The Erotic Mind-Control Story Archive

Stuck in her Head

“Cocks need to cum.” Ugh, there it was again. All throughout the day yesterday, and now this was the third time today. I’d only been up for an hour, and had just started my commute to work. The phrase just kept popping into my head. “Heh” I chuckled to myself at the double entendre of ‘popping’. But the phrase would just float into my head, seemingly unprompted. And then it would bounce around. I kept repeating it, like a bit of a song that I couldn’t shake. And I didn’t even like the phrase! It was too crass. Although I had to admit, it did have a certain ring to it. “Cocks need to cum.”

When was the last time my boyfriend’s cock had cum? Er, when was the last time I’d had sex with Adam. Saturday? And today was Tuesday already. Ugh. No, wait, we usually only have sex two or three times a week, so that was pretty normal, right? Although I’m sure we would both prefer more, we just have trouble being comfortable with it. “Cocks need to cum.” Damnit. This time the phrase was accompanied by an image, me on my knees next to the bed, topless. Adam standing up, his cock squirting cum into my mouth. Mmmmm. I didn’t really like the taste, but the idea of his cock cumming was suddenly really, really hot.

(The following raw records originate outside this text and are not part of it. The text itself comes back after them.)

// Application configuration, loaded from environment variables and CLI flags,
// plus the immutable tunings handed to the rating engine and reputation gate.

use serde::{Deserialize, Serialize};

/// Application configuration.
#[derive(Debug, Clone)]
pub struct Config {
    /// Database URL (SQLite connection string).
    pub database_url: String,
    /// Port to bind the HTTP server to.
    pub port: u16,
    /// Secret used to verify bearer tokens issued by the identity provider.
    pub jwt_secret: String,
    pub engine: EngineConfig,
}

impl Config {
    /// Load configuration from environment variables and CLI arguments.
    ///
    /// Environment variables:
    /// - `DATABASE_URL` - SQLite connection string (default: `sqlite:pitchside.db?mode=rwc`)
    /// - `PORT` - HTTP server port (default: 3000)
    /// - `JWT_SECRET` - token verification secret
    /// - `DISPUTE_WINDOW_HOURS` - hours before a dispute passes its deadline (default: 48)
    /// - `DISPUTE_EXPIRY_POLICY` - `manual`, `invalidate` or `accept_first_report`
    /// - `DISPUTE_SWEEP_SECONDS` - sweep interval when the policy is not `manual`
    ///
    /// CLI flags:
    /// - `--port <PORT>` - Override the port
    pub fn load() -> Self {
        let args: Vec<String> = std::env::args().collect();

        let database_url = std::env::var("DATABASE_URL")
            .unwrap_or_else(|_| "sqlite:pitchside.db?mode=rwc".to_string());

        // Port: CLI flag --port takes precedence, then env var, then default
        let port = Self::parse_cli_value(&args, "--port")
            .and_then(|v| v.parse().ok())
            .or_else(|| std::env::var("PORT").ok().and_then(|v| v.parse().ok()))
            .unwrap_or(3000);

        let jwt_secret = std::env::var("JWT_SECRET")
            .unwrap_or_else(|_| crate::auth::DEV_JWT_SECRET.to_string());

        let mut dispute = DisputeConfig::default();
        if let Some(hours) = std::env::var("DISPUTE_WINDOW_HOURS")
            .ok()
            .and_then(|v| v.parse().ok())
        {
            dispute.window_hours = DisputeConfig::clamp_window_hours(hours);
            if dispute.window_hours != hours {
                tracing::warn!(
                    requested = hours,
                    using = dispute.window_hours,
                    "DISPUTE_WINDOW_HOURS out of range"
                );
            }
        }
        if let Ok(policy) = std::env::var("DISPUTE_EXPIRY_POLICY") {
            match DisputeExpiryPolicy::from_str_name(&policy) {
                Some(p) => dispute.expiry_policy = p,
                None => tracing::warn!(policy = %policy, "Unknown dispute expiry policy, keeping manual"),
            }
        }
        if let Some(secs) = std::env::var("DISPUTE_SWEEP_SECONDS")
            .ok()
            .and_then(|v| v.parse().ok())
        {
            dispute.sweep_interval_secs = secs;
        }

        Config {
            database_url,
            port,
            jwt_secret,
            engine: EngineConfig {
                dispute,
                ..EngineConfig::default()
            },
        }
    }

    /// Parse a CLI flag value like `--port 8080`.
    fn parse_cli_value(args: &[String], flag: &str) -> Option<String> {
        args.windows(2).find_map(|pair| {
            if pair[0] == flag {
                Some(pair[1].clone())
            } else {
                None
            }
        })
    }
}

/// Every tuning the engine reads. Built once and shared read-only.
#[derive(Debug, Clone, Default, Serialize, Deserialize)]
pub struct EngineConfig {
    pub rating: RatingConfig,
    pub reputation: ReputationConfig,
    pub dispute: DisputeConfig,
}

/// Rating calculator constants.
#[derive(Debug, Clone, PartialEq, Serialize, Deserialize)]
pub struct RatingConfig {
    pub starting_elo: i32,
    pub rating_floor: i32,
    pub k_provisional: f64,
    pub k_established: f64,
    /// Teams with fewer verified matches than this use `k_provisional`.
    pub provisional_matches: i32,
    pub score_min: f64,
    pub score_max: f64,
    /// Most recent performance scores considered per member.
    pub recent_scores_per_member: usize,
    /// Below this many active members TR falls back to the score midpoint.
    pub min_active_members: usize,
    pub consistency_window: usize,
    /// TCF is 1.0 when a team has fewer verified matches than this.
    pub consistency_min_matches: usize,
    /// Appearances within the window that make a player part of the core.
    pub core_appearances: usize,
    pub core_size: usize,
    pub streak_cap: u32,
    pub streak_step: f64,
    pub loss_shield_start: u32,
    pub loss_shield_decay: f64,
    pub loss_shield_floor: f64,
}

impl Default for RatingConfig {
    fn default() -> Self {
        Self {
            starting_elo: 1000,
            rating_floor: 100,
            k_provisional: 60.0,
            k_established: 40.0,
            provisional_matches: 5,
            score_min: 0.0,
            score_max: 10.0,
            recent_scores_per_member: 5,
            min_active_members: 3,
            consistency_window: 5,
            consistency_min_matches: 3,
            core_appearances: 3,
            core_size: 5,
            streak_cap: 5,
            streak_step: 0.05,
            loss_shield_start: 5,
            loss_shield_decay: 0.1,
            loss_shield_floor: 0.5,
        }
    }
}

impl RatingConfig {
    pub fn score_midpoint(&self) -> f64 {
        (self.score_min + self.score_max) / 2.0
    }
}

/// Reputation gate thresholds.
#[derive(Debug, Clone, PartialEq, Serialize, Deserialize)]
pub struct ReputationConfig {
    pub ceiling: i32,
    pub floor: i32,
    /// At or below this, reports are accepted but flagged.
    pub warning_threshold: i32,
    /// At or below this, reports are refused.
    pub block_threshold: i32,
    pub invalid_penalty: i32,
}

impl Default for ReputationConfig {
    fn default() -> Self {
        Self {
            ceiling: 100,
            floor: 0,
            warning_threshold: 60,
            block_threshold: 30,
            invalid_penalty: 15,
        }
    }
}

/// What happens to a dispute nobody resolved before its deadline.
#[derive(Debug, Clone, Copy, PartialEq, Eq, Serialize, Deserialize)]
#[serde(rename_all = "snake_case")]
pub enum DisputeExpiryPolicy {
    /// Deadline is informational only; the match stays disputed.
    Manual,
    /// Expired disputes resolve as INVALID with the usual penalty.
    Invalidate,
    /// Expired disputes resolve in favour of whichever report arrived first.
    AcceptFirstReport,
}

impl DisputeExpiryPolicy {
    pub fn from_str_name(s: &str) -> Option<Self> {
        match s {
            "manual" => Some(Self::Manual),
            "invalidate" => Some(Self::Invalidate),
            "accept_first_report" => Some(Self::AcceptFirstReport),
            _ => None,
        }
    }
}

#[derive(Debug, Clone, PartialEq, Serialize, Deserialize)]
pub struct DisputeConfig {
    pub window_hours: i64,
    pub expiry_policy: DisputeExpiryPolicy,
    pub sweep_interval_secs: u64,
}

impl DisputeConfig {
    pub const MIN_WINDOW_HOURS: i64 = 1;
    /// One year.
    pub const MAX_WINDOW_HOURS: i64 = 24 * 366;

    pub fn clamp_window_hours(hours: i64) -> i64 {
        hours.clamp(Self::MIN_WINDOW_HOURS, Self::MAX_WINDOW_HOURS)
    }
}

impl Default for DisputeConfig {
    fn default() -> Self {
        Self {
            window_hours: 48,
            expiry_policy: DisputeExpiryPolicy::Manual,
            sweep_interval_secs: 300,
        }
    }
}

So I decided to roll with it. I imagined our normal routine. Sitting down after dinner, queing up a show. Adam leaning back on the couch, and how surprised he would be when I opened up his pants. I imagined telling him to relax and watch as I pulled out his cock. It would go from soft to straining so fast. It would need to cum. Cocks need to cum. Mmm, I would pump my hand up and down. Cocks need to cum. It wouldn’t take long before it erupted. Before it got the release it needed. Before I made his cock cum. Cocks need to cum.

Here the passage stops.